Prose That Will Live In Infamy Fiction Contest Heralds A Novel Approach To Bad Writing

Associated Press

Bad was good Monday as the Bulwer-Lytton Fiction Contest announced its annual awards for prose abuse.

The contest, sponsored by San Jose State University, seeks the most appalling opening sentence to an imaginary novel. Up to 10,000 people from all over the world do their worst to win that glory and fame, not to mention a cheap word processor.

The contest abuses the memory of Edward George Bulwer-Lytton, a 19th-century English novelist whose book “Paul Clifford” begins, “It was a dark and stormy night.” The novel goes downhill from there.

Here are some of the winners:

Grand prize: “Ace, watch your head!” hissed Wanda urgently, yet somehow provocatively, through red, full, sensuous lips, but he couldn’t, you know, since nobody can actually watch more than part of his nose or a little cheek or lips if he really tries, but he appreciated her warning.” - From Janice Estey, Aspen, Colo.

Historical: Ulysses Simpson Grant, having just finished a meal of Virginia ham, stretched out in his underwear of Mississippi-grown cotton, puffed heavily on a Georgia cigar, swilled straight bourbon whiskey, and thought how good it was to be in the Union Army.” From Albert Klar Ogden, Stansbury Park, Utah.
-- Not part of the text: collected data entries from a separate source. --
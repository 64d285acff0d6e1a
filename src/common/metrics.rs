//! Directory metrics
//!
//! Prometheus-compatible counters for heartbeat and split traffic. Rejections
//! are counted per error kind so benign staleness can be told apart from
//! structural violations.

use parking_lot::Mutex;
use std::collections::BTreeMap;
use std::fmt::Write;
use std::sync::atomic::{AtomicU64, Ordering};
use std::sync::Arc;
use std::time::{Duration, Instant};

/// Histogram bucket boundaries for latency measurements (in milliseconds)
const LATENCY_BUCKETS: [f64; 9] = [0.1, 0.5, 1.0, 5.0, 10.0, 50.0, 100.0, 500.0, 1000.0];

/// A simple histogram implementation for latency tracking
#[derive(Debug)]
pub struct Histogram {
    buckets: Vec<AtomicU64>,
    boundaries: Vec<f64>,
    sum_micros: AtomicU64,
    count: AtomicU64,
}

impl Histogram {
    pub fn new() -> Self {
        Self::with_buckets(&LATENCY_BUCKETS)
    }

    pub fn with_buckets(boundaries: &[f64]) -> Self {
        Self {
            buckets: (0..=boundaries.len()).map(|_| AtomicU64::new(0)).collect(),
            boundaries: boundaries.to_vec(),
            sum_micros: AtomicU64::new(0),
            count: AtomicU64::new(0),
        }
    }

    pub fn observe(&self, value_ms: f64) {
        let idx = self
            .boundaries
            .iter()
            .position(|&b| value_ms <= b)
            .unwrap_or(self.boundaries.len());
        self.buckets[idx].fetch_add(1, Ordering::Relaxed);
        self.sum_micros
            .fetch_add((value_ms * 1000.0) as u64, Ordering::Relaxed);
        self.count.fetch_add(1, Ordering::Relaxed);
    }

    /// Cumulative `(upper bound, count)` pairs, ending with `+Inf`
    pub fn get_buckets(&self) -> Vec<(f64, u64)> {
        let mut cumulative = 0u64;
        let mut result = Vec::with_capacity(self.buckets.len());
        for (i, &boundary) in self.boundaries.iter().enumerate() {
            cumulative += self.buckets[i].load(Ordering::Relaxed);
            result.push((boundary, cumulative));
        }
        cumulative += self.buckets[self.boundaries.len()].load(Ordering::Relaxed);
        result.push((f64::INFINITY, cumulative));
        result
    }

    pub fn sum(&self) -> f64 {
        self.sum_micros.load(Ordering::Relaxed) as f64 / 1000.0
    }

    pub fn count(&self) -> u64 {
        self.count.load(Ordering::Relaxed)
    }
}

impl Default for Histogram {
    fn default() -> Self {
        Self::new()
    }
}

#[derive(Debug, Default)]
pub struct Counter {
    value: AtomicU64,
}

impl Counter {
    pub fn new() -> Self {
        Self::default()
    }

    pub fn inc(&self) {
        self.value.fetch_add(1, Ordering::Relaxed);
    }

    pub fn add(&self, n: u64) {
        self.value.fetch_add(n, Ordering::Relaxed);
    }

    pub fn get(&self) -> u64 {
        self.value.load(Ordering::Relaxed)
    }
}

#[derive(Debug, Default)]
pub struct Gauge {
    value: AtomicU64,
}

impl Gauge {
    pub fn new() -> Self {
        Self::default()
    }

    pub fn set(&self, v: u64) {
        self.value.store(v, Ordering::Relaxed);
    }

    pub fn get(&self) -> u64 {
        self.value.load(Ordering::Relaxed)
    }
}

#[derive(Debug, Default)]
pub struct EndpointMetrics {
    pub requests_total: Counter,
    pub requests_error: Counter,
    pub latency: Histogram,
}

/// Metrics for one directory instance
#[derive(Debug)]
pub struct MetricsRegistry {
    endpoints: Mutex<BTreeMap<String, Arc<EndpointMetrics>>>,
    rejections: Mutex<BTreeMap<&'static str, u64>>,

    pub heartbeats_total: Counter,
    pub heartbeats_accepted: Counter,
    pub regions_discovered: Counter,
    pub asks_total: Counter,
    pub ids_allocated: Counter,
    pub splits_committed: Counter,
    pub split_children_committed: Counter,
    pub benign_rejections: Counter,
    pub structural_rejections: Counter,
    pub regions: Gauge,

    start_time: Instant,
}

impl MetricsRegistry {
    pub fn new() -> Self {
        Self {
            endpoints: Mutex::new(BTreeMap::new()),
            rejections: Mutex::new(BTreeMap::new()),
            heartbeats_total: Counter::new(),
            heartbeats_accepted: Counter::new(),
            regions_discovered: Counter::new(),
            asks_total: Counter::new(),
            ids_allocated: Counter::new(),
            splits_committed: Counter::new(),
            split_children_committed: Counter::new(),
            benign_rejections: Counter::new(),
            structural_rejections: Counter::new(),
            regions: Gauge::new(),
            start_time: Instant::now(),
        }
    }

    /// Count a rejected request by its error classification.
    pub fn record_rejection(&self, err: &crate::Error) {
        *self.rejections.lock().entry(err.kind()).or_insert(0) += 1;
        if err.is_benign() {
            self.benign_rejections.inc();
        } else if err.is_structural() {
            self.structural_rejections.inc();
        }
    }

    pub fn rejections(&self, kind: &str) -> u64 {
        self.rejections.lock().get(kind).copied().unwrap_or(0)
    }

    pub fn endpoint(&self, path: &str) -> Arc<EndpointMetrics> {
        self.endpoints
            .lock()
            .entry(path.to_string())
            .or_default()
            .clone()
    }

    pub fn record_request(&self, path: &str, duration: Duration, success: bool) {
        let endpoint = self.endpoint(path);
        endpoint.requests_total.inc();
        endpoint.latency.observe(duration.as_secs_f64() * 1000.0);
        if !success {
            endpoint.requests_error.inc();
        }
    }

    pub fn uptime_seconds(&self) -> u64 {
        self.start_time.elapsed().as_secs()
    }

    /// Generate Prometheus-compatible metrics output
    pub fn to_prometheus(&self) -> String {
        let mut out = String::new();

        let counters = [
            ("minipd_heartbeats_total", "Region heartbeats received", &self.heartbeats_total),
            ("minipd_heartbeats_accepted_total", "Region heartbeats applied", &self.heartbeats_accepted),
            ("minipd_regions_discovered_total", "Regions learned from heartbeats", &self.regions_discovered),
            ("minipd_ask_split_total", "Split id reservations", &self.asks_total),
            ("minipd_ids_allocated_total", "Ids handed out for splits", &self.ids_allocated),
            ("minipd_splits_committed_total", "Split reports committed", &self.splits_committed),
            (
                "minipd_split_children_committed_total",
                "Child regions created by splits",
                &self.split_children_committed,
            ),
            ("minipd_benign_rejections_total", "Stale or unknown-region rejections", &self.benign_rejections),
            (
                "minipd_structural_rejections_total",
                "Range, ordering or id conflicts",
                &self.structural_rejections,
            ),
        ];
        for (name, help, counter) in counters {
            let _ = writeln!(out, "# HELP {} {}", name, help);
            let _ = writeln!(out, "# TYPE {} counter", name);
            let _ = writeln!(out, "{} {}", name, counter.get());
        }

        out.push_str("# HELP minipd_regions Regions in the directory\n");
        out.push_str("# TYPE minipd_regions gauge\n");
        let _ = writeln!(out, "minipd_regions {}", self.regions.get());

        out.push_str("# HELP minipd_uptime_seconds Server uptime in seconds\n");
        out.push_str("# TYPE minipd_uptime_seconds gauge\n");
        let _ = writeln!(out, "minipd_uptime_seconds {}", self.uptime_seconds());

        out.push_str("# HELP minipd_rejections_total Rejected requests by kind\n");
        out.push_str("# TYPE minipd_rejections_total counter\n");
        for (kind, count) in self.rejections.lock().iter() {
            let _ = writeln!(out, "minipd_rejections_total{{kind=\"{}\"}} {}", kind, count);
        }

        let endpoints = self.endpoints.lock();
        out.push_str("# HELP minipd_endpoint_requests_total Requests per endpoint\n");
        out.push_str("# TYPE minipd_endpoint_requests_total counter\n");
        for (path, m) in endpoints.iter() {
            let _ = writeln!(
                out,
                "minipd_endpoint_requests_total{{path=\"{}\"}} {}",
                path,
                m.requests_total.get()
            );
        }
        out.push_str("# HELP minipd_request_duration_ms Request duration in milliseconds\n");
        out.push_str("# TYPE minipd_request_duration_ms histogram\n");
        for (path, m) in endpoints.iter() {
            for (le, count) in m.latency.get_buckets() {
                let le = if le.is_infinite() {
                    "+Inf".to_string()
                } else {
                    le.to_string()
                };
                let _ = writeln!(
                    out,
                    "minipd_request_duration_ms_bucket{{path=\"{}\",le=\"{}\"}} {}",
                    path, le, count
                );
            }
            let _ = writeln!(
                out,
                "minipd_request_duration_ms_sum{{path=\"{}\"}} {}",
                path,
                m.latency.sum()
            );
            let _ = writeln!(
                out,
                "minipd_request_duration_ms_count{{path=\"{}\"}} {}",
                path,
                m.latency.count()
            );
        }

        out
    }
}

impl Default for MetricsRegistry {
    fn default() -> Self {
        Self::new()
    }
}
Urban realism: “The city at night has a million stories, like the woman who, even now, was weeping over the bloody corpse of her lover lying where she had slashed him from neck to kneecap, or the 12-year-old kid prostrate on the sidewalk after a drug deal gone wrong, or the babe, desperate to find the stuff that stopped your dress from sticking to your legs after you ironed it and couldn’t find a convenience store at this black hour in a city without a name.” From Michael Davies, Mississauga, Ontario.
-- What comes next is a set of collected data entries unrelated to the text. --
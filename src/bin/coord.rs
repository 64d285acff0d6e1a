//! Region directory binary

use clap::{Parser, Subcommand};
use minipd::{Config, Coordinator};
use std::net::SocketAddr;
use std::path::PathBuf;
use tracing_subscriber::{layer::SubscriberExt, util::SubscriberInitExt};

#[derive(Parser)]
#[command(name = "minipd")]
#[command(about = "minipd region directory and split coordinator")]
#[command(version = minipd::VERSION)]
struct Cli {
    #[command(subcommand)]
    command: Commands,
}

#[derive(Subcommand)]
enum Commands {
    /// Start the region directory
    Serve {
        /// TOML configuration file
        #[arg(long)]
        config: Option<PathBuf>,

        /// Node ID
        #[arg(long)]
        node_id: Option<String>,

        /// Bind address for HTTP
        #[arg(long)]
        bind: Option<SocketAddr>,

        /// Stores replicating the first region (comma-separated)
        #[arg(long, value_delimiter = ',')]
        bootstrap_stores: Vec<u64>,
    },
}

#[tokio::main]
async fn main() -> anyhow::Result<()> {
    let cli = Cli::parse();

    match cli.command {
        Commands::Serve {
            config,
            node_id,
            bind,
            bootstrap_stores,
        } => {
            // File and environment first, CLI flags on top
            let mut config = Config::load(config.as_deref())?;
            if let Some(node_id) = node_id {
                config.node_id = node_id;
            }
            if let Some(bind) = bind {
                config.server.bind_addr = bind;
            }
            if !bootstrap_stores.is_empty() {
                config.cluster.bootstrap_stores = bootstrap_stores;
            }
            config.validate()?;

            tracing_subscriber::registry()
                .with(
                    tracing_subscriber::EnvFilter::try_from_default_env()
                        .unwrap_or_else(|_| config.log_level.clone().into()),
                )
                .with(tracing_subscriber::fmt::layer())
                .init();

            Coordinator::new(config).serve().await?;
        }
    }

    Ok(())
}
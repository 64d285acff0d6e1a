//! Region heartbeat ingestion

use crate::common::{Error, Result};
use crate::coordinator::epoch::{self, EpochCheck};
use crate::coordinator::index::RegionIndex;
use crate::coordinator::region::{Peer, Region};

/// What an accepted heartbeat did to the directory
#[derive(Debug, Clone, PartialEq, Eq)]
pub enum HeartbeatChange {
    /// Newer epoch replaced the stored record
    Updated { previous: Region },
    /// Same epoch, new leader
    LeaderChanged { previous: Option<Peer> },
    /// Region was not known and overlaps nothing
    Discovered,
}

/// Apply one store's report for one region.
///
/// Rejections leave the index untouched; a replay of the stored record is
/// rejected as stale.
pub fn apply_heartbeat(index: &mut RegionIndex, mut region: Region, leader: Peer) -> Result<HeartbeatChange> {
    if !region.peers.contains(&leader) {
        return Err(Error::InvalidRegion(format!(
            "region {} leader peer {} (store {}) is not a member",
            region.id, leader.id, leader.store_id
        )));
    }
    region.leader = Some(leader);
    region.check_shape()?;

    let Some(current) = epoch::locate(index, &region).cloned() else {
        return discover(index, region);
    };
    match epoch::classify(&current, &region) {
        EpochCheck::Ok => {}
        EpochCheck::StaleEpoch => return Err(epoch::stale_epoch(&current, &region)),
        EpochCheck::RangeMismatch | EpochCheck::UnknownRegion => {
            return Err(epoch::range_mismatch(&current, &region))
        }
    }

    if region.epoch.conf_ver == current.epoch.conf_ver && !same_peers(&current.peers, &region.peers) {
        // membership changed without a conf_ver bump
        return Err(epoch::stale_epoch(&current, &region));
    }

    let change = if region.epoch == current.epoch {
        if current.leader == region.leader {
            return Err(epoch::stale_epoch(&current, &region));
        }
        HeartbeatChange::LeaderChanged {
            previous: current.leader,
        }
    } else {
        HeartbeatChange::Updated { previous: current }
    };

    index.put(region);
    Ok(change)
}

fn discover(index: &mut RegionIndex, region: Region) -> Result<HeartbeatChange> {
    if let Some(existing) = index.lookup_range(&region.start_key, &region.end_key).first() {
        return Err(Error::RangeMismatch {
            region_id: existing.id,
            current: existing.range_display(),
            requested: region.range_display(),
        });
    }
    index.put(region);
    Ok(HeartbeatChange::Discovered)
}

fn same_peers(a: &[Peer], b: &[Peer]) -> bool {
    let mut a = a.to_vec();
    let mut b = b.to_vec();
    a.sort_by_key(|p| p.id);
    b.sort_by_key(|p| p.id);
    a == b
}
Romance: “The flash of lightning startled her - making her breasts heave, and in that instant of white light she thought of how M-, her young lover from the estate’s cheese works, had so marveled at the creamy globes so delicately laced with blue veins that he had called the one Bleu and the other Stilton, and she reflected that she would never hear those sweet words again - at least not in the context, for come tomorrow she would be Lady Vile-Conundrum.” From D.J. Pass, Prospect, Nova Scotia.
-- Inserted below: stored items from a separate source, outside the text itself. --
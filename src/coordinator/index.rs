//! Keyspace index
//!
//! Ordered map from start key to the region owning `[start_key, end_key)`,
//! with a secondary id index. Callers hold the directory lock around every
//! logical operation, so each method observes and leaves a consistent map.

use crate::common::utils::{format_key, format_range};
use crate::common::{Error, Result};
use crate::coordinator::region::{Region, RegionId};
use std::collections::{BTreeMap, HashMap};
use std::ops::Bound;

#[derive(Debug, Default, Clone)]
pub struct RegionIndex {
    by_start: BTreeMap<Vec<u8>, Region>,
    by_id: HashMap<RegionId, Vec<u8>>,
}

impl RegionIndex {
    pub fn new() -> Self {
        Self::default()
    }

    pub fn len(&self) -> usize {
        self.by_start.len()
    }

    pub fn is_empty(&self) -> bool {
        self.by_start.is_empty()
    }

    pub fn get(&self, id: RegionId) -> Option<&Region> {
        let start = self.by_id.get(&id)?;
        self.by_start.get(start)
    }

    pub fn contains_id(&self, id: RegionId) -> bool {
        self.by_id.contains_key(&id)
    }

    /// Region owning `key`, if any.
    pub fn lookup(&self, key: &[u8]) -> Option<&Region> {
        let (_, region) = self
            .by_start
            .range::<[u8], _>((Bound::Unbounded, Bound::Included(key)))
            .next_back()?;
        region.contains(key).then_some(region)
    }

    /// Regions intersecting `[start_key, end_key)`, in key order.
    pub fn lookup_range(&self, start_key: &[u8], end_key: &[u8]) -> Vec<&Region> {
        // The region containing start_key may begin before it.
        let from = match self.lookup(start_key) {
            Some(region) => region.start_key.clone(),
            None => start_key.to_vec(),
        };
        self.by_start
            .range::<[u8], _>((Bound::Included(from.as_slice()), Bound::Unbounded))
            .map(|(_, region)| region)
            .take_while(|region| end_key.is_empty() || region.start_key.as_slice() < end_key)
            .filter(|region| region.overlaps(start_key, end_key))
            .collect()
    }

    pub fn iter(&self) -> impl Iterator<Item = &Region> {
        self.by_start.values()
    }

    /// Insert or replace `region`, keyed by its start key.
    ///
    /// Any record with the same id or an overlapping range is removed and
    /// returned.
    pub fn put(&mut self, region: Region) -> Vec<Region> {
        let mut displaced: Vec<RegionId> = self
            .lookup_range(&region.start_key, &region.end_key)
            .into_iter()
            .map(|r| r.id)
            .collect();
        if self.by_id.contains_key(&region.id) && !displaced.contains(&region.id) {
            displaced.push(region.id);
        }

        let removed = displaced
            .into_iter()
            .filter_map(|id| self.remove(id))
            .collect();

        self.by_id.insert(region.id, region.start_key.clone());
        self.by_start.insert(region.start_key.clone(), region);
        removed
    }

    pub fn remove(&mut self, id: RegionId) -> Option<Region> {
        let start = self.by_id.remove(&id)?;
        self.by_start.remove(&start)
    }

    /// Replace `parent_id` by `children` in one step.
    ///
    /// Children must be sorted, contiguous and cover exactly the parent's
    /// range, and no other record may overlap them. The index is untouched
    /// when any of this does not hold.
    pub fn replace(&mut self, parent_id: RegionId, children: Vec<Region>) -> Result<Region> {
        let parent = self
            .get(parent_id)
            .ok_or_else(|| Error::Internal(format!("split parent {} not indexed", parent_id)))?;

        let (first, last) = match (children.first(), children.last()) {
            (Some(first), Some(last)) => (first, last),
            _ => return Err(Error::Internal("split without children".into())),
        };
        if first.start_key != parent.start_key || last.end_key != parent.end_key {
            return Err(Error::Internal(format!(
                "children span {} but parent {} covers {}",
                format_range(&first.start_key, &last.end_key),
                parent_id,
                parent.range_display()
            )));
        }
        for pair in children.windows(2) {
            if pair[0].end_key != pair[1].start_key || pair[0].end_key.is_empty() {
                return Err(Error::Internal(format!(
                    "children not contiguous at {}",
                    format_key(&pair[0].end_key)
                )));
            }
        }
        for child in &children {
            if child.id != parent_id && self.by_id.contains_key(&child.id) {
                return Err(Error::Internal(format!("child id {} already indexed", child.id)));
            }
        }
        let intruders: Vec<RegionId> = self
            .lookup_range(&parent.start_key, &parent.end_key)
            .into_iter()
            .map(|r| r.id)
            .filter(|id| *id != parent_id)
            .collect();
        if !intruders.is_empty() {
            return Err(Error::Internal(format!(
                "regions {:?} overlap split parent {}",
                intruders, parent_id
            )));
        }

        let parent = self
            .remove(parent_id)
            .ok_or_else(|| Error::Internal(format!("split parent {} vanished", parent_id)))?;
        for child in children {
            self.by_id.insert(child.id, child.start_key.clone());
            self.by_start.insert(child.start_key.clone(), child);
        }
        Ok(parent)
    }

    /// Verify the records form an exact partition of the keyspace.
    pub fn check_partition(&self) -> Result<()> {
        let mut expected_start: &[u8] = &[];
        let mut reached_end = false;
        for region in self.by_start.values() {
            if reached_end {
                return Err(Error::Internal(format!(
                    "{} starts after a region ending at +inf",
                    region
                )));
            }
            if region.start_key.as_slice() != expected_start {
                return Err(Error::Internal(format!(
                    "{} starts at {} but previous region ends at {}",
                    region,
                    format_key(&region.start_key),
                    format_key(expected_start)
                )));
            }
            if region.end_key.is_empty() {
                reached_end = true;
            } else if region.end_key <= region.start_key {
                return Err(Error::Internal(format!("{} has an empty range", region)));
            }
            expected_start = &region.end_key;
        }
        if !reached_end {
            return Err(Error::Internal(format!(
                "keyspace not covered from {}",
                format_key(expected_start)
            )));
        }
        if self.by_id.len() != self.by_start.len() {
            return Err(Error::Internal("id index out of sync".into()));
        }
        Ok(())
    }
}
Purple Prose: “Nigel lifted his Mont Blanc pen and held it in brief repose as he gazed past the conflagrative crackling of the fire in the hearth, through the triple-plate bay window, watching the incandescence of the twinkling stars like the detonation of a million flashbulbs, and the preponderance of frothy snowflakes blanketing the earth as creamily as marshmallow fluff, then, refreshed and inspired, he began to compose his annual Christmas form letter.” From Linda Gauer, Norton, Ohio.

Dishonorable Mention, Pun: “Baron Frankenstein looked up from his sewing, smiled benignly across the laboratory at his similarly engaged creation and protege and called, ‘Yes, yes! Put on a happy face; tonight will be your first date with the rest of your wife!” From Anthony Buckland, of North Vancouver, Canada.